15 Aralık 2017 Cuma

Gibi

Artık hangi ülkede yaşarsam yaşayım, tatmin olamayacağım gibi.
Artık hani şehri seversem seveyim boş gelecek gibi.
Artık hangi işte çalışırsam çalışayım anlamsızlaşacak gibi.
Artık hangi hayali kurarsam kurayım yıkılacak gibi.
Ve artık ne kadar yemek yersem yiyeyim doğmayacağım gibi :)

Biraz daha kıvırarak yazsam "dünya insanı" oluyorum derdim ama bunu diyebilecek seviyede değilim.

İnsan ne ile yaşar çoktan çözdüm sanırdım, ama bu konuda da tekrar yanıldım.

Sanırım beni bu hayata bağlayan tek bir şey kalıyor, etrafımdaki insanlar. Ancak onlardan da özlediğim -ve belki beklediğim- iki derin laf, iki bakış, iki hayat ve dünya muhabbeti.

Bu şu sebepten dolayı diye tahmin ediyorum, mesela bir köye gidiyorsun birisi düşünüyor ki geldik takıldık gittik köy işte amaan. Ama birisi düşünüyor ki köy: köy hayatında pazartesi yoktur, her gün hemen hemen aynıdır. İşte ben bu ikinci konuşmayı o kadar özlemişim ki.

Kemalettin Kamu  bingöl çobanları ile sohbet edip onların içine karıştığında şu şekilde aktarıyor bir hayatı, bir ömrü:

Okuma yok, yazma yok, bilmeyiz eski, yeni;
Kuzular bize söyler yılların geçtiğini. 
Arzu, başlarımızdan yıldızlar gibi yüksek; 
Önümüzde bir sürü, yanımızda bir köpek, 
Dolaştırıp dururuz aynı daüssılayı; 
Her adım uyandırır ayrı bir hatırayı:

Bu adam dünyayı farklı görüyor, çobanın derdi ile dertleniyor. Anlık da olsa kendini onun yerine koyuyor, şiirinde onu yansıtıyor. Ben demiyorum ki herkes gelsin bana şiirler okuyarak yaklaşsın. Ama öyle değil işte mesela kalbi güzel bir insan diyor ki "taşıt içerisinde ters gittiğimde benim için sıkıntı yok, ama ters gidince midesi bulanan insanlar olduğunu bildiğim için o koltukları meşgul etmek istemem, ve özellikle ters otururum". Ve bu insan bunu sen sormadan söylemez. Bu onun hayatında küçük bir detaydır ve bu tarz detaylardan belki binlerce vardır.
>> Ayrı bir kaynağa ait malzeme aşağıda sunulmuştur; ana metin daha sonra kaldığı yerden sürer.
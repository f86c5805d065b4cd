//! Entity types indexed by the subgraph.

use std::fmt;
use std::str::FromStr;

use serde::{Deserialize, Serialize};

use crate::error::Error;
use crate::schema::{self, EntityDescriptor};

/// Event-log categories emitted by the tracked token contract.
///
/// Each variant maps to one subgraph collection; the collection token
/// (`"transfers"`, `"addedBlackLists"`, ...) is both the GraphQL field name
/// and the key under which results come back.
#[derive(Debug, Clone, Copy, PartialEq, Eq, Hash, PartialOrd, Ord, Serialize, Deserialize)]
#[serde(rename_all = "camelCase")]
pub enum EntityType {
    /// New tokens issued.
    Issues,
    /// Tokens redeemed.
    Redeems,
    /// Contract deprecated in favour of a new address.
    Deprecates,
    /// Fee parameters changed.
    Params,
    /// Balance of a blacklisted address destroyed.
    DestroyedBlackFunds,
    /// Address added to the blacklist.
    AddedBlackLists,
    /// Address removed from the blacklist.
    RemovedBlackLists,
    /// Allowance granted.
    Approvals,
    /// Tokens moved between addresses.
    Transfers,
    /// Contract paused.
    Pauses,
    /// Contract unpaused.
    Unpauses,
}

impl EntityType {
    /// Every entity type, in the order the query form lists them.
    pub const ALL: [EntityType; 11] = [
        EntityType::Issues,
        EntityType::Redeems,
        EntityType::Deprecates,
        EntityType::Params,
        EntityType::DestroyedBlackFunds,
        EntityType::AddedBlackLists,
        EntityType::RemovedBlackLists,
        EntityType::Approvals,
        EntityType::Transfers,
        EntityType::Pauses,
        EntityType::Unpauses,
    ];

    /// The subgraph collection name.
    pub fn as_str(&self) -> &'static str {
        match self {
            EntityType::Issues => "issues",
            EntityType::Redeems => "redeems",
            EntityType::Deprecates => "deprecates",
            EntityType::Params => "params",
            EntityType::DestroyedBlackFunds => "destroyedBlackFunds",
            EntityType::AddedBlackLists => "addedBlackLists",
            EntityType::RemovedBlackLists => "removedBlackLists",
            EntityType::Approvals => "approvals",
            EntityType::Transfers => "transfers",
            EntityType::Pauses => "pauses",
            EntityType::Unpauses => "unpauses",
        }
    }

    /// Contract event name.
    pub fn title(&self) -> &'static str {
        match self {
            EntityType::Issues => "Issue",
            EntityType::Redeems => "Redeem",
            EntityType::Deprecates => "Deprecate",
            EntityType::Params => "Params",
            EntityType::DestroyedBlackFunds => "DestroyedBlackFunds",
            EntityType::AddedBlackLists => "AddedBlackList",
            EntityType::RemovedBlackLists => "RemovedBlackList",
            EntityType::Approvals => "Approval",
            EntityType::Transfers => "Transfer",
            EntityType::Pauses => "Pause",
            EntityType::Unpauses => "Unpause",
        }
    }

    /// One-line description of what the event records.
    pub fn description(&self) -> &'static str {
        match self {
            EntityType::Issues => "new tokens issued",
            EntityType::Redeems => "tokens redeemed",
            EntityType::Deprecates => "contract deprecated",
            EntityType::Params => "fee parameters changed",
            EntityType::DestroyedBlackFunds => "blacklisted funds destroyed",
            EntityType::AddedBlackLists => "address added to blacklist",
            EntityType::RemovedBlackLists => "address removed from blacklist",
            EntityType::Approvals => "allowance approved",
            EntityType::Transfers => "tokens transferred",
            EntityType::Pauses => "contract paused",
            EntityType::Unpauses => "contract unpaused",
        }
    }

    /// The schema descriptor for this entity type.
    pub fn descriptor(&self) -> &'static EntityDescriptor {
        schema::descriptor(*self)
    }
}

impl fmt::Display for EntityType {
    fn fmt(&self, f: &mut fmt::Formatter<'_>) -> fmt::Result {
        f.write_str(self.as_str())
    }
}

impl FromStr for EntityType {
    type Err = Error;

    fn from_str(s: &str) -> Result<Self, Self::Err> {
        EntityType::ALL
            .iter()
            .copied()
            .find(|entity| entity.as_str() == s)
            .ok_or_else(|| Error::UnknownEntity(s.to_string()))
    }
}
Aynı zamanda ben demiyorum ki böyle düşünmeyen, empati yapmayan insan sığ insandır. Böyle bir şey söylemek ve düşünmek haddime değil. Ben sadece bir özlemimi dile getirdim.

Ben yazıyorum elimden geldiğince düşüncelerimi duygularımı cümlelere çevirmeye çalışıyorum. Cümlelerim tam olarak düşüncelerimi ifade edemez, ancak çabalıyorum. Bu blogda kendimi anlatıyorum, kendim ile olan yolculuk içerisinde sizin de kendinizden bir parça bulabileceğinizi düşünüyorum.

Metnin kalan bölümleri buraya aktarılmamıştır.